Glenn West’s New Article on Fraud Carve-Outs in Acquisition Agreements

Longtime readers of this blog will be familiar with Glenn West. His articles on extra-contractual liability (here), consequential damages (here), and “no recourse against others” provisions (here) are all essential reading for anyone serious about understanding those topics.

Well, break out the champagne, because Glenn has a new article out. This time it’s on fraud carve-outs in acquisition agreements; go here for a copy. I haven’t yet read it, because I find that reading a Glenn West article requires a suitably focused state of mind. That takes some preparation; perhaps a week in a Buddhist monastery. I look forward to tackling this article in the coming months.

About the author

Ken Adams is the leading authority on how to say clearly whatever you want to say in a contract. He’s author of A Manual of Style for Contract Drafting, and he offers online and in-person training around the world. He’s also chief content officer of LegalSifter, Inc., a company that combines artificial intelligence and expertise to assist with review of contracts.
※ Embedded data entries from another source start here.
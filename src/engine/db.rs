use anyhow::{Context, Result};
use rusqlite::Connection;
use std::fs;
use std::path::{Path, PathBuf};

pub const DB_DIR: &str = ".statusflow";
const DB_FILE: &str = "state.db";

pub struct Db;

impl Db {
    /// Initializes the .statusflow directory and `SQLite` schema under `root`.
    ///
    /// # Errors
    /// Returns error if directory creation, DB opening, or migration fails.
    pub fn init(root: &Path) -> Result<PathBuf> {
        let dir = root.join(DB_DIR);
        if !dir.exists() {
            fs::create_dir_all(&dir).context("Failed to create .statusflow directory")?;
        }

        let db_path = dir.join(DB_FILE);
        let conn = Connection::open(&db_path).context("Failed to open database")?;
        Self::migrate(&conn)?;

        Ok(db_path)
    }

    /// Connects to an existing database under `root`.
    ///
    /// # Errors
    /// Returns error if the database file does not exist or cannot be opened.
    pub fn connect(root: &Path) -> Result<Connection> {
        let db_path = root.join(DB_DIR).join(DB_FILE);
        if !db_path.exists() {
            anyhow::bail!("Statusflow not initialized. Run `statusflow init` first.");
        }
        let conn = Connection::open(db_path).context("Failed to open database")?;
        conn.pragma_update(None, "foreign_keys", "ON")?;
        Ok(conn)
    }

    /// Opens a fresh in-memory database with the schema applied.
    ///
    /// # Errors
    /// Returns error if migration fails.
    pub fn open_in_memory() -> Result<Connection> {
        let conn = Connection::open_in_memory().context("Failed to open in-memory database")?;
        Self::migrate(&conn)?;
        Ok(conn)
    }

    /// Applies the schema migrations.
    fn migrate(conn: &Connection) -> Result<()> {
        conn.pragma_update(None, "foreign_keys", "ON")?;

        conn.execute(
            "CREATE TABLE IF NOT EXISTS statuses (
                id INTEGER PRIMARY KEY,
                name TEXT NOT NULL,
                name_key TEXT NOT NULL,
                color TEXT NOT NULL DEFAULT '#808080',
                sort_order INTEGER NOT NULL DEFAULT 0,
                is_final INTEGER NOT NULL DEFAULT 0,
                is_active INTEGER NOT NULL DEFAULT 1,
                scope TEXT NOT NULL,
                created_at DATETIME DEFAULT CURRENT_TIMESTAMP
            )",
            [],
        )
        .context("Failed to create statuses table")?;

        conn.execute(
            "CREATE UNIQUE INDEX IF NOT EXISTS idx_statuses_scope_name
                ON statuses (scope, name_key)",
            [],
        )
        .context("Failed to create status name index")?;

        conn.execute(
            "CREATE TABLE IF NOT EXISTS workflows (
                id INTEGER PRIMARY KEY,
                name TEXT NOT NULL,
                name_key TEXT NOT NULL,
                entity_type TEXT NOT NULL,
                scope TEXT NOT NULL,
                created_at DATETIME DEFAULT CURRENT_TIMESTAMP,
                UNIQUE (scope, name_key)
            )",
            [],
        )
        .context("Failed to create workflows table")?;

        // No uniqueness on (workflow, from, to) or on the initial flag here:
        // the repository validates new edges, the engine tie-breaks old ones.
        conn.execute(
            "CREATE TABLE IF NOT EXISTS status_relations (
                id INTEGER PRIMARY KEY,
                workflow_id INTEGER NOT NULL,
                from_status_id INTEGER,
                to_status_id INTEGER NOT NULL,
                initial_status INTEGER NOT NULL DEFAULT 0,
                sequence INTEGER NOT NULL DEFAULT 0,
                FOREIGN KEY(workflow_id) REFERENCES workflows(id) ON DELETE CASCADE,
                FOREIGN KEY(from_status_id) REFERENCES statuses(id),
                FOREIGN KEY(to_status_id) REFERENCES statuses(id)
            )",
            [],
        )
        .context("Failed to create status_relations table")?;

        conn.execute(
            "CREATE TABLE IF NOT EXISTS work_items (
                id INTEGER PRIMARY KEY,
                name TEXT NOT NULL,
                entity_type TEXT NOT NULL,
                scope TEXT NOT NULL,
                status_id INTEGER,
                workflow_id INTEGER,
                version INTEGER NOT NULL DEFAULT 0,
                updated_at TEXT NOT NULL,
                FOREIGN KEY(status_id) REFERENCES statuses(id),
                FOREIGN KEY(workflow_id) REFERENCES workflows(id)
            )",
            [],
        )
        .context("Failed to create work_items table")?;

        Ok(())
    }
}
1 thought on “Glenn West’s New Article on Fraud Carve-Outs in Acquisition Agreements”

  1. Interesting article. It appears that there are real issues under US laws. I am less convinced by the praying in aid of an English case to support the argument that similar issues arise under English law. The case cited, Cavell, does not make me want to change my general carve out for fraud wording in limitation of liability and entire agreement clauses. Glenn West suggests:

    “In light of these subsequent case law developments, and the holding of Cavell USA suggesting that an express fraud carve-out includes more than just truly fraudulent misrepresentations, one would think that our English colleagues would begin to change market practice and cease the use of generalized fraud carve-outs. But old habits die hard.”

    I disagree with this statement for the following reasons:

    (1) This case was a trial of some limited, preliminary issues, and was at first instance. I wasn’t aware of it until I saw the article, and having read the relevant parts of the judgment, I am not suprised that I wasn’t aware of it, because I don’t think it has made any significant changes to English law.
    (2) The sense of the judgment is that fraudulent misrepresentation covers the vast majority of instances of “fraud”. The court was giving itself some breathing room to decide that fraud was wider than fraudulent misrepresentation, ie in exceptional cases, not opening the concept up generally in a similar way to US law.
    (3) In the absence of some specific scenarios where English law would treat a fact pattern as fraud and yet where reasonable business people would regard it as appropriate to limit or exclude liability, why would one make a significant change to standard boilerplate language? Particularly based on one case with unusual facts concerned with conflict of laws between the UK and US.

    A more general point is that the drafter of clauses dealing with limitation of liability or entire agreement issues needs, in my view, to understand and take account of the relevant law. Clear drafting only gets you so far.